LAM-Motion Analysis Laboratory, S. Sebastiano Hospital, Neuromotor and Rehabilitation Department, Azienda USL-IRCCS di Reggio Emilia, Via Circondaria 29, 42015 Correggio, Italy.
Merlo Bioengineering, 43121 Parma, Italy.
Sensors (Basel). 2023 Jan 12;23(2):866. doi: 10.3390/s23020866.
Sustained involuntary muscle activity (IMA) is a highly disabling phenomenon that arises in the acute phase of an upper motor neuron lesion (UMNL). Wearable probes for long-lasting surface EMG (sEMG) recordings have been recently recommended to detect IMA insurgence and to quantify its evolution over time, in conjunction with a complex algorithm for IMA automatic identification and classification. In this study, we computed sensitivity (), specificity (), and overall accuracy () of this algorithm by comparing it with the classification provided by two expert assessors. Based on sample size estimation, 6020 10 s-long sEMG epochs were classified by both the algorithm and the assessors. Epochs were randomly extracted from long-lasting sEMG signals collected in-field from 14 biceps brachii (BB) muscles of 10 patients (5F, age range 50-71 years) hospitalized in an acute rehabilitation ward following a stroke or a post-anoxic coma and complete upper limb (UL) paralysis. Among the 14 BB muscles assessed, was 85.6% (83.6-87.4%); was 89.7% (88.6-90.7%), and overall was 88.5% (87.6-89.4%) and ranged between 78.6% and 98.7%. The presence of IMA was detected correctly in all patients. These results support the algorithm's use for in-field IMA assessment based on data acquired with wearable sensors. The assessment and monitoring of IMA in acute and subacute patients with UMNL could improve the quality of care needed by triggering early treatments to lessen long-term complications.

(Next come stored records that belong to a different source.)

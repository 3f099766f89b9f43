//! One-shot visibility triggers built on `IntersectionObserver`.
//!
//! Reveal animations and stat counters both start the first time their
//! element scrolls into view and never again. [`OnceGate`] carries that
//! rule; [`once_visible`] wires it to the browser.

#[cfg(test)]
#[path = "observe_test.rs"]
mod observe_test;

/// Fraction of a section that must be visible before it animates in.
pub const REVEAL_THRESHOLD: f64 = 0.2;

/// Reveal triggers slightly before the section's bottom edge enters.
pub const REVEAL_ROOT_MARGIN: &str = "0px 0px -50px 0px";

/// Fraction of the stats block that must be visible before counting.
pub const COUNTER_THRESHOLD: f64 = 0.5;

/// Lets exactly one intersecting observation through.
#[derive(Clone, Copy, Debug, Default, PartialEq, Eq)]
pub struct OnceGate {
    fired: bool,
}

impl OnceGate {
    /// Returns `true` only for the first observation that intersects.
    pub fn pass(&mut self, intersecting: bool) -> bool {
        if self.fired || !intersecting {
            return false;
        }
        self.fired = true;
        true
    }

    #[must_use]
    pub fn has_fired(&self) -> bool {
        self.fired
    }
}

/// Run `on_visible` once, the first time `element` crosses `threshold`.
///
/// The observer disconnects itself after firing. Its callback closure is
/// leaked on purpose: page sections live as long as the page.
///
/// # Errors
///
/// Returns the browser's error if the observer cannot be constructed.
#[cfg(feature = "hydrate")]
pub fn once_visible(
    element: &web_sys::Element,
    threshold: f64,
    root_margin: Option<&str>,
    on_visible: impl FnOnce() + 'static,
) -> Result<(), wasm_bindgen::JsValue> {
    use std::cell::RefCell;
    use wasm_bindgen::JsCast;
    use wasm_bindgen::prelude::*;

    let gate = RefCell::new(OnceGate::default());
    let on_visible = RefCell::new(Some(on_visible));
    let callback = Closure::<dyn FnMut(js_sys::Array, web_sys::IntersectionObserver)>::new(
        move |entries: js_sys::Array, observer: web_sys::IntersectionObserver| {
            let intersecting = entries
                .iter()
                .filter_map(|entry| entry.dyn_into::<web_sys::IntersectionObserverEntry>().ok())
                .any(|entry| entry.is_intersecting());
            if gate.borrow_mut().pass(intersecting) {
                observer.disconnect();
                if let Some(run) = on_visible.borrow_mut().take() {
                    run();
                }
            }
        },
    );

    let init = web_sys::IntersectionObserverInit::new();
    init.set_threshold(&JsValue::from_f64(threshold));
    if let Some(margin) = root_margin {
        init.set_root_margin(margin);
    }
    let observer = web_sys::IntersectionObserver::new_with_options(callback.as_ref().unchecked_ref(), &init)?;
    observer.observe(element);
    callback.forget();
    Ok(())
}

持续性不随意肌肉活动(IMA)是一种在上运动神经元损伤(UMNL)急性期出现的高度致残现象。最近,人们推荐使用可穿戴探头进行长时间的表面肌电图(sEMG)记录,以检测 IMA 的发作,并结合 IMA 自动识别和分类的复杂算法来量化其随时间的演变。在这项研究中,我们通过将该算法与两名专家评估员提供的分类进行比较,计算了该算法的敏感性()、特异性()和总体准确性()。基于样本量估计,算法和评估员对 6020 个 10 秒长的 sEMG 时段进行了分类。从在急性康复病房住院的 10 名中风或缺氧后昏迷后完全上肢(UL)瘫痪患者的 14 块肱二头肌(BB)肌肉中采集的长时间 sEMG 信号中随机提取了这些时段。在所评估的 14 块 BB 肌肉中,为 85.6%(83.6-87.4%);为 89.7%(88.6-90.7%),总体为 88.5%(87.6-89.4%),范围为 78.6%-98.7%。所有患者均正确检测到 IMA 的存在。这些结果支持基于可穿戴传感器采集的数据,在现场使用该算法进行 IMA 评估。在急性和亚急性 UMNL 患者中对 IMA 的评估和监测可以通过触发早期治疗来减轻长期并发症,从而提高所需的护理质量。